Beirut (AFP) – By burning a Jordanian pilot alive in its most savage execution video yet, the Islamic State (IS) group aims to terrify its Arab and Western opponents into ending their anti-jihadist war.
Already infamous for beheading and stoning to death its victims, IS is trying to “up the ante” with the latest execution, experts said.
With the murder of an airman participating in the US-led coalition fighting IS, the jihadists hope to sow division and fear among their opponents.
“It is a message for the coalition… your men will end up in videos that are even more horrific and will do lasting damage to public opinion in your countries,” said Romain Caillet, an expert on jihadist movements.
No “head of state wants to see a young soldier end up in one of these videos,” he said.
Jordanian pilot Maaz al-Kassasbeh was captured by IS in December when his fighter plane crashed in Syria as he participated in the US-led campaign against the group.
Amman said publicly that it was willing to free an Iraqi female jihadist on death row in exchange for Kassasbeh and a Japanese journalist being held by IS.
But Jordanian state media said Tuesday that Kassasbeh appeared to have been killed on January 3, suggesting the group never planned to exchange the pilot.
It preferred instead the shock and propaganda value of killing him, said Hassan Hassan, an expert at the Delma Institute, a research centre based in Abu Dhabi.
– ‘Maximum pain’ for coalition –
“It was a huge opportunity for IS to inflict maximum pain on the international coalition, especially to Muslim countries that took part in it,” he said.

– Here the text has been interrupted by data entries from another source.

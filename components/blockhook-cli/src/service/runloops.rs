use std::collections::HashMap;
use std::sync::mpsc::Sender;
use std::sync::{Arc, RwLock};

use blockhook_sdk::{
    dispatcher::Dispatcher,
    hooks::types::{BitcoinHookSpecification, HookSpecification, StacksHookSpecification},
    observer::ObserverCommand,
    utils::Context,
};
use threadpool::ThreadPool;

use crate::{
    config::{Config, PredicatesApi},
    scan::{
        bitcoin::scan_bitcoin_chainstate_via_rpc_using_predicate,
        common::PredicateScanResult,
        stacks::scan_stacks_chainstate_via_rocksdb_using_predicate,
    },
    service::{open_readwrite_predicates_db_conn_or_panic, set_predicate_interrupted_status},
    storage::open_readonly_stacks_db_conn,
};

use super::ScanningData;

pub fn start_stacks_scan_runloop(
    config: &Config,
    stacks_scan_op_rx: crossbeam_channel::Receiver<(
        StacksHookSpecification,
        Option<ScanningData>,
    )>,
    observer_command_tx: Sender<ObserverCommand>,
    dispatcher: Dispatcher,
    kill_switches: Arc<RwLock<HashMap<String, Arc<RwLock<bool>>>>>,
    ctx: &Context,
) {
    let stacks_scan_pool = ThreadPool::new(config.limits.max_number_of_concurrent_stacks_scans);

    while let Ok((predicate_spec, unfinished_scan_data)) = stacks_scan_op_rx.recv() {
        let moved_ctx = ctx.clone();
        let moved_config = config.clone();
        let observer_command_tx = observer_command_tx.clone();
        let moved_dispatcher = dispatcher.clone();

        let kill_switch = Arc::new(RwLock::new(false));
        if let Ok(mut switches) = kill_switches.write() {
            switches.insert(predicate_spec.uuid.clone(), kill_switch.clone());
        }

        stacks_scan_pool.execute(move || {
            let stacks_db_conn =
                match open_readonly_stacks_db_conn(&moved_config.expected_cache_path(), &moved_ctx)
                {
                    Ok(db_conn) => db_conn,
                    Err(e) => {
                        error!(
                            moved_ctx.expect_logger(),
                            "unable to open stacks db: {}", e
                        );
                        return;
                    }
                };

            let op = scan_stacks_chainstate_via_rocksdb_using_predicate(
                &predicate_spec,
                unfinished_scan_data,
                &stacks_db_conn,
                &moved_dispatcher,
                &moved_config,
                Some(kill_switch),
                &moved_ctx,
            );
            let res = hiro_system_kit::nestable_block_on(op);
            let scan_result = match res {
                Ok(scan_result) => scan_result,
                Err(e) => {
                    warn!(
                        moved_ctx.expect_logger(),
                        "Unable to evaluate predicate on Stacks chainstate: {e}",
                    );

                    if let PredicatesApi::On(ref api_config) = moved_config.http_api {
                        let error =
                            format!("Unable to evaluate predicate on Stacks chainstate: {e}");
                        let mut predicates_db_conn =
                            open_readwrite_predicates_db_conn_or_panic(api_config, &moved_ctx);
                        set_predicate_interrupted_status(
                            error,
                            &predicate_spec.key(),
                            &mut predicates_db_conn,
                            &moved_ctx,
                        );
                    }
                    return;
                }
            };
            if let PredicateScanResult::ChainTipReached = scan_result {
                let _ = observer_command_tx.send(ObserverCommand::EnablePredicate(
                    HookSpecification::Stacks(predicate_spec),
                ));
            }
        });
    }
    let _ = stacks_scan_pool.join();
}

pub fn start_bitcoin_scan_runloop(
    config: &Config,
    bitcoin_scan_op_rx: crossbeam_channel::Receiver<(
        BitcoinHookSpecification,
        Option<ScanningData>,
    )>,
    observer_command_tx: Sender<ObserverCommand>,
    dispatcher: Dispatcher,
    kill_switches: Arc<RwLock<HashMap<String, Arc<RwLock<bool>>>>>,
    ctx: &Context,
) {
    let bitcoin_scan_pool = ThreadPool::new(config.limits.max_number_of_concurrent_bitcoin_scans);

    while let Ok((predicate_spec, unfinished_scan_data)) = bitcoin_scan_op_rx.recv() {
        let moved_ctx = ctx.clone();
        let moved_config = config.clone();
        let observer_command_tx = observer_command_tx.clone();
        let moved_dispatcher = dispatcher.clone();

        let kill_switch = Arc::new(RwLock::new(false));
        if let Ok(mut switches) = kill_switches.write() {
            switches.insert(predicate_spec.uuid.clone(), kill_switch.clone());
        }

        bitcoin_scan_pool.execute(move || {
            let op = scan_bitcoin_chainstate_via_rpc_using_predicate(
                &predicate_spec,
                unfinished_scan_data,
                &moved_dispatcher,
                &moved_config,
                Some(kill_switch),
                &moved_ctx,
            );

            let scan_result = match hiro_system_kit::nestable_block_on(op) {
                Ok(scan_result) => scan_result,
                Err(e) => {
                    warn!(
                        moved_ctx.expect_logger(),
                        "Unable to evaluate predicate on Bitcoin chainstate: {e}",
                    );

                    if let PredicatesApi::On(ref api_config) = moved_config.http_api {
                        let error =
                            format!("Unable to evaluate predicate on Bitcoin chainstate: {e}");
                        let mut predicates_db_conn =
                            open_readwrite_predicates_db_conn_or_panic(api_config, &moved_ctx);
                        set_predicate_interrupted_status(
                            error,
                            &predicate_spec.key(),
                            &mut predicates_db_conn,
                            &moved_ctx,
                        )
                    }
                    return;
                }
            };
            if let PredicateScanResult::ChainTipReached = scan_result {
                let _ = observer_command_tx.send(ObserverCommand::EnablePredicate(
                    HookSpecification::Bitcoin(predicate_spec),
                ));
            }
        });
    }
    let _ = bitcoin_scan_pool.join();
}
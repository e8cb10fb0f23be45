use crate::rosetta::TransactionIdentifier;

#[derive(Debug, Clone, PartialEq, Deserialize, Serialize)]
pub struct TxIn {
    pub previous_output: OutPoint,
    pub script_sig: String,
    pub sequence: u32,
    pub witness: Vec<String>,
}

#[derive(Debug, Clone, PartialEq, Deserialize, Serialize)]
pub struct OutPoint {
    pub txid: TransactionIdentifier,
    pub vout: u32,
    pub value: u64,
    pub block_height: u64,
}

#[derive(Debug, Clone, PartialEq, Deserialize, Serialize)]
pub struct TxOut {
    pub value: u64,
    pub script_pubkey: String,
}

impl TxOut {
    pub fn get_script_pubkey_hex(&self) -> &str {
        self.script_pubkey
            .strip_prefix("0x")
            .unwrap_or(&self.script_pubkey)
    }

    pub fn get_script_pubkey_bytes(&self) -> Vec<u8> {
        hex::decode(self.get_script_pubkey_hex()).unwrap_or_default()
    }
}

“The main purpose of this video is to send a message that retribution against fellow Muslims who assist the United States in its fight against the group will be unimaginable.”
Iraq-based security expert Hisham Alhashimi agreed, saying the gruesome execution method was intended to evoke the maxim “an eye for an eye”.
“IS wants to terrorise the Jordanian air force and say that any pilot who falls into their hands will meet the same fate,” he said.
“As the pilot brought down fire on the jihadists (with air strikes), so they burned him according to the law of an eye for eye,” Alhashimi said.
Even for a group infamous for its brutality, the execution of Kassabeh marked a significant escalation.
Thomas Pierret, a Syria specialist at the University of Edinburgh, said the group was being forced to “innovate” to gain maximum effect.
“They are operating within the logic of the news cycle, where the public becomes used to everything and they have to ‘innovate’ to get attention,” he said.
“IS has used beheadings so often that they have become almost banal. Burning a prisoner alive is a way to get maximum ‘buzz’, as it were.”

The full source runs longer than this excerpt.